- Listed entries:
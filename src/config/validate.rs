// src/config/validate.rs

use std::collections::BTreeMap;

use globset::Glob;
use petgraph::algo::toposort;
use petgraph::graphmap::DiGraphMap;

use crate::config::model::{
    default_path_table, AssetCategory, ConfigFile, PathEntry, RawConfigFile,
};
use crate::errors::{AssetpipeError, Result};
use crate::tasks;

impl TryFrom<RawConfigFile> for ConfigFile {
    type Error = AssetpipeError;

    fn try_from(raw: RawConfigFile) -> std::result::Result<Self, Self::Error> {
        let paths = merge_path_table(raw.paths);

        validate_runner_section(&raw.runner)?;
        validate_path_table(&paths)?;
        validate_task_categories(&paths)?;
        validate_dag()?;

        Ok(ConfigFile::new_unchecked(
            raw.serve, raw.build, raw.runner, paths,
        ))
    }
}

/// User `[paths.*]` entries override the built-in defaults wholesale.
fn merge_path_table(
    overrides: BTreeMap<AssetCategory, PathEntry>,
) -> BTreeMap<AssetCategory, PathEntry> {
    let mut paths = default_path_table();
    for (category, entry) in overrides {
        paths.insert(category, entry);
    }
    paths
}

fn validate_runner_section(runner: &crate::config::model::RunnerSection) -> Result<()> {
    if runner.queue_length == 0 {
        return Err(AssetpipeError::ConfigError(
            "[runner].queue_length must be >= 1 (got 0)".to_string(),
        ));
    }
    Ok(())
}

/// Every source and watch glob must compile.
fn validate_path_table(paths: &BTreeMap<AssetCategory, PathEntry>) -> Result<()> {
    for (category, entry) in paths {
        Glob::new(&entry.src).map_err(|e| {
            AssetpipeError::ConfigError(format!(
                "[paths.{category}].src is not a valid glob: {e}"
            ))
        })?;

        for pattern in &entry.watch {
            Glob::new(pattern).map_err(|e| {
                AssetpipeError::ConfigError(format!(
                    "[paths.{category}].watch contains an invalid glob '{pattern}': {e}"
                ))
            })?;
        }
    }
    Ok(())
}

/// Every category a built-in task reads must have a path entry, and the
/// category-specific extras (partials dir, sprite path) must be present.
fn validate_task_categories(paths: &BTreeMap<AssetCategory, PathEntry>) -> Result<()> {
    for task in tasks::REGISTRY {
        for category in task.categories() {
            if !paths.contains_key(category) {
                return Err(AssetpipeError::ConfigError(format!(
                    "task '{}' requires [paths.{category}], which is missing",
                    task.name
                )));
            }
        }
    }

    let svg = &paths[&AssetCategory::Svg];
    if svg.sprite.is_none() {
        return Err(AssetpipeError::ConfigError(
            "[paths.svg] must declare a `sprite` output path".to_string(),
        ));
    }

    let html = &paths[&AssetCategory::Html];
    if html.partials.is_none() {
        return Err(AssetpipeError::ConfigError(
            "[paths.html] must declare a `partials` directory".to_string(),
        ));
    }

    Ok(())
}

/// The registry is declared in code, so a cycle means a programming error;
/// checking here keeps the failure mode a clean configuration error instead
/// of a scheduler hang.
fn validate_dag() -> Result<()> {
    let mut graph: DiGraphMap<&str, ()> = DiGraphMap::new();

    for task in tasks::REGISTRY {
        graph.add_node(task.name);
    }

    for task in tasks::REGISTRY {
        for dep in task.after {
            if tasks::spec(dep).is_none() {
                return Err(AssetpipeError::ConfigError(format!(
                    "task '{}' has unknown dependency '{}' in `after`",
                    task.name, dep
                )));
            }
            graph.add_edge(dep, task.name, ());
        }
    }

    match toposort(&graph, None) {
        Ok(_order) => Ok(()),
        Err(cycle) => Err(AssetpipeError::DagCycle(format!(
            "cycle detected in task DAG involving task '{}'",
            cycle.node_id()
        ))),
    }
}

#[cfg(test)]
mod tests {
    use super::*;
    use crate::config::model::RawConfigFile;

    #[test]
    fn defaults_validate() {
        let cfg = ConfigFile::try_from(RawConfigFile::default()).expect("defaults must be valid");
        assert!(cfg.entry(AssetCategory::Styles).is_ok());
        assert!(cfg.sprite_path().is_ok());
        assert!(cfg.partials_dir().is_ok());
    }

    #[test]
    fn zero_queue_length_is_rejected() {
        let mut raw = RawConfigFile::default();
        raw.runner.queue_length = 0;
        assert!(ConfigFile::try_from(raw).is_err());
    }

    #[test]
    fn missing_sprite_path_is_rejected() {
        let mut raw = RawConfigFile::default();
        raw.paths.insert(
            AssetCategory::Svg,
            toml::from_str::<PathEntry>(
                r#"
                src = "dev/media/svg/*.svg"
                dest = "build/assets/img"
                "#,
            )
            .unwrap(),
        );
        assert!(ConfigFile::try_from(raw).is_err());
    }

    #[test]
    fn bad_glob_is_rejected() {
        let mut raw = RawConfigFile::default();
        raw.paths.insert(
            AssetCategory::Fonts,
            toml::from_str::<PathEntry>(
                r#"
                src = "dev/extra/fonts/[*"
                dest = "build/assets/fonts"
                "#,
            )
            .unwrap(),
        );
        assert!(ConfigFile::try_from(raw).is_err());
    }
}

- Assignment:
Retype the material above in full, keeping every word as it stands.

- The completed task:
filename src/config/validate.rs
// src/config/validate.rs

use std::collections::BTreeMap;

use globset::Glob;
use petgraph::algo::toposort;
use petgraph::graphmap::DiGraphMap;

use crate::config::model::{
    default_path_table, AssetCategory, ConfigFile, PathEntry, RawConfigFile,
};
use crate::errors::{AssetpipeError, Result};
use crate::tasks;

impl TryFrom<RawConfigFile> for ConfigFile {
    type Error = AssetpipeError;

    fn try_from(raw: RawConfigFile) -> std::result::Result<Self, Self::Error> {
        let paths = merge_path_table(raw.paths);

        validate_runner_section(&raw.runner)?;
        validate_path_table(&paths)?;
        validate_task_categories(&paths)?;
        validate_dag()?;

        Ok(ConfigFile::new_unchecked(
            raw.serve, raw.build, raw.runner, paths,
        ))
    }
}

/// User `[paths.*]` entries override the built-in defaults wholesale.
fn merge_path_table(
    overrides: BTreeMap<AssetCategory, PathEntry>,
) -> BTreeMap<AssetCategory, PathEntry> {
    let mut paths = default_path_table();
    for (category, entry) in overrides {
        paths.insert(category, entry);
    }
    paths
}

fn validate_runner_section(runner: &crate::config::model::RunnerSection) -> Result<()> {
    if runner.queue_length == 0 {
        return Err(AssetpipeError::ConfigError(
            "[runner].queue_length must be >= 1 (got 0)".to_string(),
        ));
    }
    Ok(())
}

/// Every source and watch glob must compile.
fn validate_path_table(paths: &BTreeMap<AssetCategory, PathEntry>) -> Result<()> {
    for (category, entry) in paths {
        Glob::new(&entry.src).map_err(|e| {
            AssetpipeError::ConfigError(format!(
                "[paths.{category}].src is not a valid glob: {e}"
            ))
        })?;

        for pattern in &entry.watch {
            Glob::new(pattern).map_err(|e| {
                AssetpipeError::ConfigError(format!(
                    "[paths.{category}].watch contains an invalid glob '{pattern}': {e}"
                ))
            })?;
        }
    }
    Ok(())
}

/// Every category a built-in task reads must have a path entry, and the
/// category-specific extras (partials dir, sprite path) must be present.
fn validate_task_categories(paths: &BTreeMap<AssetCategory, PathEntry>) -> Result<()> {
    for task in tasks::REGISTRY {
        for category in task.categories() {
            if !paths.contains_key(category) {
                return Err(AssetpipeError::ConfigError(format!(
                    "task '{}' requires [paths.{category}], which is missing",
                    task.name
                )));
            }
        }
    }

    let svg = &paths[&AssetCategory::Svg];
    if svg.sprite.is_none() {
        return Err(AssetpipeError::ConfigError(
            "[paths.svg] must declare a `sprite` output path".to_string(),
        ));
    }

    let html = &paths[&AssetCategory::Html];
    if html.partials.is_none() {
        return Err(AssetpipeError::ConfigError(
            "[paths.html] must declare a `partials` directory".to_string(),
        ));
    }

    Ok(())
}

/// The registry is declared in code, so a cycle means a programming error;
/// checking here keeps the failure mode a clean configuration error instead
/// of a scheduler hang.
fn validate_dag() -> Result<()> {
    let mut graph: DiGraphMap<&str, ()> = DiGraphMap::new();

    for task in tasks::REGISTRY {
        graph.add_node(task.name);
    }

    for task in tasks::REGISTRY {
        for dep in task.after {
            if tasks::spec(dep).is_none() {
                return Err(AssetpipeError::ConfigError(format!(
                    "task '{}' has unknown dependency '{}' in `after`",
                    task.name, dep
                )));
            }
            graph.add_edge(dep, task.name, ());
        }
    }

    match toposort(&graph, None) {
        Ok(_order) => Ok(()),
        Err(cycle) => Err(AssetpipeError::DagCycle(format!(
            "cycle detected in task DAG involving task '{}'",
            cycle.node_id()
        ))),
    }
}

#[cfg(test)]
mod tests {
    use super::*;
    use crate::config::model::RawConfigFile;

    #[test]
    fn defaults_validate() {
        let cfg = ConfigFile::try_from(RawConfigFile::default()).expect("defaults must be valid");
        assert!(cfg.entry(AssetCategory::Styles).is_ok());
        assert!(cfg.sprite_path().is_ok());
        assert!(cfg.partials_dir().is_ok());
    }

    #[test]
    fn zero_queue_length_is_rejected() {
        let mut raw = RawConfigFile::default();
        raw.runner.queue_length = 0;
        assert!(ConfigFile::try_from(raw).is_err());
    }

    #[test]
    fn missing_sprite_path_is_rejected() {
        let mut raw = RawConfigFile::default();
        raw.paths.insert(
            AssetCategory::Svg,
            toml::from_str::<PathEntry>(
                r#"
                src = "dev/media/svg/*.svg"
                dest = "build/assets/img"
                "#,
            )
            .unwrap(),
        );
        assert!(ConfigFile::try_from(raw).is_err());
    }

    #[test]
    fn bad_glob_is_rejected() {
        let mut raw = RawConfigFile::default();
        raw.paths.insert(
            AssetCategory::Fonts,
            toml::from_str::<PathEntry>(
                r#"
                src = "dev/extra/fonts/[*"
                dest = "build/assets/fonts"
                "#,
            )
            .unwrap(),
        );
        assert!(ConfigFile::try_from(raw).is_err());
    }
}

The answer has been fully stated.